A 2021 pledge by more than 100 nations to cut methane emissions from man-made sources by 30 percent by 2030 may not slow global warming as much as predicted, as new research shows that feedbacks in the climate system are amplifying methane emissions from natural sources, particularly tropical wetlands.
A new hot spot is the Arctic, where scientists recently found unexpectedly high winter methane emissions. And around the world, the increase in water vapor caused by global warming is slowing the rate at which methane decays in the atmosphere. If these feedbacks strengthen, scientists say, efforts to reduce methane from fossil fuels and other human sources could become obsolete.
Methane stores about 80 times more heat than carbon dioxide over a 20-year period. Scientists estimate that it is responsible for 20 to 30 percent of global warming since the beginning of the industrial age, when methane concentrations in the atmosphere were about 0.7 ppm. Since then, levels have risen sharply, peaking with the first fossil gas boom in the 1980s, then stagnating slightly before a huge increase began in the early 2000s. The amount of methane in the atmosphere reached about 1.9 ppm in 2023, almost three times the pre-industrial level.
About 60 percent of methane emissions come from fossil fuel use, agriculture, landfills and waste, with the rest coming from decaying vegetation in wetlands in the tropics and Northern Hemisphere. In a paper published July 30 in Frontiers in Science, an international team of researchers wrote that “rapid reductions in methane emissions this decade are essential to slow warming in the near future… and keep low-warming carbon budgets within reach.”
The scientists concluded that the abrupt increase in methane emissions in the early 2000s was probably mainly due to the response of wetlands to warming, with additional contributions from fossil fuel use. “This means that anthropogenic emissions must decline more than expected to reach a given warming target.”
Increasing rainfall – a well-documented effect of global warming – is causing wetlands to become larger and wetter. In addition, a warmer world encourages greater plant growth, which in turn means more decaying material that releases methane.
The increase in methane from natural sources should spur even greater efforts to cut emissions wherever possible, including from fossil fuel use and agriculture, said lead author Drew Shindell, a geoscientist at Duke University's Nicholas School of the Environment.
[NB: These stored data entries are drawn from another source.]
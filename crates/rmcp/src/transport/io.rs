//! The stdio transport: talk MCP over the process's own stdin/stdout, one
//! JSON-RPC message per line. This is what a locally spawned MCP server
//! normally uses, and what [`child_process`](super::child_process) expects
//! on the other end of the pipe.

use tokio::io::{Stdin, Stdout, stdin, stdout};

use super::async_rw::into_transport;

/// Returns the process's stdin/stdout as an MCP transport, ready to hand to
/// [`crate::serve_server`]/[`crate::serve_client`] - the returned
/// `(Sink, Stream)` pair satisfies [`super::IntoTransport`]'s blanket impl.
///
/// stdout is shared process-wide: anything else writing to it (a `println!`
/// in handler code, say) will corrupt the stream.
pub fn stdio<Rx, Tx>() -> (
    impl futures::Sink<Tx, Error = std::io::Error> + Send,
    impl futures::Stream<Item = Rx> + Send,
)
where
    Rx: serde::de::DeserializeOwned + Send + 'static,
    Tx: serde::Serialize + Send + 'static,
{
    into_transport::<Stdin, Stdout, Rx, Tx>(stdin(), stdout())
}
Recent measurements from a specially equipped jet show that methane emissions from oil and gas production in the U.S. are more than four times higher than EPA estimates and eight times higher than fossil fuel industry targets. Tackling methane emissions from anthropogenic sources is a critical part of the climate change equation, Shindell said, including emissions from agriculture.
“If we were to reduce these emissions, we would see a significant decline in atmospheric concentrations,” he said. “But reducing emissions from agriculture in particular is unlikely in the short term and perhaps not even in the long term.”
The study reiterated that rapid methane reductions are “essential to slow warming in the near future, limit overshoot by mid-century, and keep carbon budgets within reach for low warming rates.” The researchers noted that the cost of reducing methane emissions is small compared to many other climate mitigation measures and that “legally binding regulations and broad pricing are needed” to encourage the necessary drastic reductions.
Study finds new methane sources in dry permafrost
Scientists determine the source of methane by studying its carbon isotopes. Since 2007, these analyses show that the signal for methane from biological sources “has become significantly stronger,” says Euan Nisbet, an atmospheric scientist and methane expert at the University of Cambridge who was not involved in the new study.
“There are two explanations, both of which are probably correct,” he said. “One is that there are a lot more cows snorting. The other is that the natural wetlands are being activated. That happens first in the tropics, and then the permafrost melts in Canada, and suddenly you get all kinds of methane emissions from the Canadian and Siberian swamps when they get wet.”
Even cold, dry regions in the Arctic are contributing more to climate-warming methane pollution than previously thought, according to a paper published July 18 in Nature Communications. The paper examined dry permafrost areas known as Yedoma-Taliks highlands, which are found predominantly in northern Siberia. Thawing permafrost there is likely to accelerate methane production as microbes decompose organic material.